Copy each line below in which the string "authoritative" appears.

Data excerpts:
----

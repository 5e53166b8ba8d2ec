//! # Tick Stages and the Stage Clock
//!
//! Every tick walks the same ordered cycle:
//!
//! ```text
//!  ┌───────┐   ┌────────┐   ┌────────┐   ┌──────────┐   ┌─────────────┐   ┌──────────────┐
//!  │ Tasks │──>│ Stage1 │──>│ Stage2 │──>│ Finalize │──>│ PreSnapshot │──>│ CopySnapshot │──┐
//!  └───────┘   └────────┘   └────────┘   └──────────┘   └─────────────┘   └──────────────┘  │
//!      ^          mutate       mutate       mutate         read-only        exclusive      │
//!      └───────────────────────────────── next tick ───────────────────────────────────────┘
//! ```
//!
//! The [`StageClock`] is the authoritative token: stage and tick number are
//! packed into a single atomic word so a reader can never observe the stage
//! of one tick paired with the number of another.

use std::fmt;
use std::sync::atomic::{AtomicU64, Ordering};
use std::sync::Arc;

use crate::error::{CoreError, CoreResult};

/// One phase of a tick.
#[derive(Clone, Copy, Debug, PartialEq, Eq, Hash, PartialOrd, Ord)]
#[repr(u8)]
pub enum TickStage {
    /// Queued synchronous tasks run one at a time on the tick thread.
    Tasks = 0,
    /// First parallel stage. The API is fully open.
    Stage1 = 1,
    /// Second parallel stage (collisions and similar).
    Stage2 = 2,
    /// Last mutation stage of the tick.
    Finalize = 3,
    /// Monitor stage. Data is stable, nothing may be modified.
    PreSnapshot = 4,
    /// Live values are copied to their stable side. No reads.
    CopySnapshot = 5,
}

/// What a stage permits.
#[derive(Clone, Copy, Debug, PartialEq, Eq)]
pub enum StageAccess {
    /// Live state may be mutated.
    Mutate,
    /// Nothing may be mutated; consistency checks only.
    ReadOnly,
    /// Only the commit routine may touch state.
    ExclusiveCommit,
}

impl TickStage {
    /// All stages in tick order.
    pub const ALL: [Self; 6] = [
        Self::Tasks,
        Self::Stage1,
        Self::Stage2,
        Self::Finalize,
        Self::PreSnapshot,
        Self::CopySnapshot,
    ];

    /// The stage that follows this one. `CopySnapshot` wraps to `Tasks`.
    #[must_use]
    pub const fn next(self) -> Self {
        match self {
            Self::Tasks => Self::Stage1,
            Self::Stage1 => Self::Stage2,
            Self::Stage2 => Self::Finalize,
            Self::Finalize => Self::PreSnapshot,
            Self::PreSnapshot => Self::CopySnapshot,
            Self::CopySnapshot => Self::Tasks,
        }
    }

    /// Declared access mode.
    #[must_use]
    pub const fn access(self) -> StageAccess {
        match self {
            Self::Tasks | Self::Stage1 | Self::Stage2 | Self::Finalize => StageAccess::Mutate,
            Self::PreSnapshot => StageAccess::ReadOnly,
            Self::CopySnapshot => StageAccess::ExclusiveCommit,
        }
    }

    /// Whether async managers are released into this stage.
    ///
    /// `Tasks` and `CopySnapshot` run on the tick thread alone.
    #[must_use]
    pub const fn releases_managers(self) -> bool {
        matches!(
            self,
            Self::Stage1 | Self::Stage2 | Self::Finalize | Self::PreSnapshot
        )
    }

    const fn from_bits(bits: u8) -> Self {
        match bits {
            1 => Self::Stage1,
            2 => Self::Stage2,
            3 => Self::Finalize,
            4 => Self::PreSnapshot,
            5 => Self::CopySnapshot,
            _ => Self::Tasks,
        }
    }

    const fn bit(self) -> u8 {
        1 << (self as u8)
    }
}

impl fmt::Display for TickStage {
    fn fmt(&self, f: &mut fmt::Formatter<'_>) -> fmt::Result {
        let name = match self {
            Self::Tasks => "Tasks",
            Self::Stage1 => "Stage1",
            Self::Stage2 => "Stage2",
            Self::Finalize => "Finalize",
            Self::PreSnapshot => "PreSnapshot",
            Self::CopySnapshot => "CopySnapshot",
        };
        f.write_str(name)
    }
}

/// A set of tick stages, stored as a bitmask.
#[derive(Clone, Copy, Debug, Default, PartialEq, Eq, Hash)]
pub struct StageSet(u8);

impl StageSet {
    /// The empty set.
    pub const EMPTY: Self = Self(0);

    /// Every stage an async manager can be released into.
    pub const MANAGED: Self = Self(
        TickStage::Stage1.bit()
            | TickStage::Stage2.bit()
            | TickStage::Finalize.bit()
            | TickStage::PreSnapshot.bit(),
    );

    /// Builds a set from a list of stages.
    #[must_use]
    pub fn of(stages: &[TickStage]) -> Self {
        Self(stages.iter().fold(0, |acc, stage| acc | stage.bit()))
    }

    /// Returns true if `stage` is in the set.
    #[inline]
    #[must_use]
    pub const fn contains(self, stage: TickStage) -> bool {
        self.0 & stage.bit() != 0
    }

    /// Returns the union of both sets.
    #[must_use]
    pub const fn with(self, stage: TickStage) -> Self {
        Self(self.0 | stage.bit())
    }
}

/// Snapshot of the clock: which stage of which tick.
#[derive(Clone, Copy, Debug, PartialEq, Eq)]
pub struct StageToken {
    /// Current stage.
    pub stage: TickStage,
    /// Current tick number (starts at 0 before the first tick).
    pub tick: u64,
}

impl StageToken {
    const fn pack(self) -> u64 {
        (self.tick << 8) | self.stage as u64
    }

    #[allow(clippy::cast_possible_truncation)]
    const fn unpack(word: u64) -> Self {
        Self {
            stage: TickStage::from_bits((word & 0xFF) as u8),
            tick: word >> 8,
        }
    }
}

/// Shared, authoritative stage token.
///
/// Cloning is cheap and every clone observes the same clock. Only the
/// [`StageBarrier`](super::StageBarrier) moves it forward.
#[derive(Clone, Debug)]
pub struct StageClock {
    word: Arc<AtomicU64>,
}

impl StageClock {
    /// Creates a clock at `Tasks` of tick 0.
    #[must_use]
    pub fn new() -> Self {
        let initial = StageToken {
            stage: TickStage::Tasks,
            tick: 0,
        };
        Self {
            word: Arc::new(AtomicU64::new(initial.pack())),
        }
    }

    /// Reads stage and tick together.
    #[inline]
    #[must_use]
    pub fn current(&self) -> StageToken {
        StageToken::unpack(self.word.load(Ordering::Acquire))
    }

    /// Current stage.
    #[inline]
    #[must_use]
    pub fn stage(&self) -> TickStage {
        self.current().stage
    }

    /// Current tick number.
    #[inline]
    #[must_use]
    pub fn tick(&self) -> u64 {
        self.current().tick
    }

    pub(crate) fn set(&self, token: StageToken) {
        self.word.store(token.pack(), Ordering::Release);
    }

    /// Fails unless the current stage permits mutation of live state.
    ///
    /// # Errors
    ///
    /// [`CoreError::StageViolation`] outside `Tasks`/`Stage1`/`Stage2`/`Finalize`.
    pub fn require_mutation(&self, operation: &'static str) -> CoreResult<()> {
        let stage = self.stage();
        if stage.access() == StageAccess::Mutate {
            return Ok(());
        }
        tracing::error!("{} attempted during {}", operation, stage);
        Err(CoreError::StageViolation { operation, stage })
    }

    /// Fails unless the clock is exactly at `expected`.
    ///
    /// # Errors
    ///
    /// [`CoreError::StageViolation`] naming the actual stage.
    pub fn require_stage(&self, expected: TickStage, operation: &'static str) -> CoreResult<()> {
        let stage = self.stage();
        if stage == expected {
            return Ok(());
        }
        tracing::error!("{} requires {}, clock is at {}", operation, expected, stage);
        Err(CoreError::StageViolation { operation, stage })
    }

    /// Returns true if the clock is at `stage` of tick `sequence`.
    #[must_use]
    pub fn check_sequence(&self, stage: TickStage, sequence: u64) -> bool {
        let now = self.current();
        now.stage == stage && now.tick == sequence
    }

    /// Like [`check_sequence`](Self::check_sequence) but reports the mismatch.
    ///
    /// # Errors
    ///
    /// [`CoreError::SequenceMismatch`] if the caller is out of step.
    pub fn verify_sequence(&self, stage: TickStage, sequence: u64) -> CoreResult<()> {
        let now = self.current();
        if now.stage == stage && now.tick == sequence {
            return Ok(());
        }
        tracing::error!(
            "sequence check failed: expected {}#{}, clock at {}#{}",
            stage,
            sequence,
            now.stage,
            now.tick
        );
        Err(CoreError::SequenceMismatch {
            expected_stage: stage,
            expected_sequence: sequence,
            actual_stage: now.stage,
            actual_sequence: now.tick,
        })
    }
}

impl Default for StageClock {
    fn default() -> Self {
        Self::new()
    }
}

----

> Result:
//! The [`StageClock`] is the authoritative token: stage and tick number are
/// Shared, authoritative stage token.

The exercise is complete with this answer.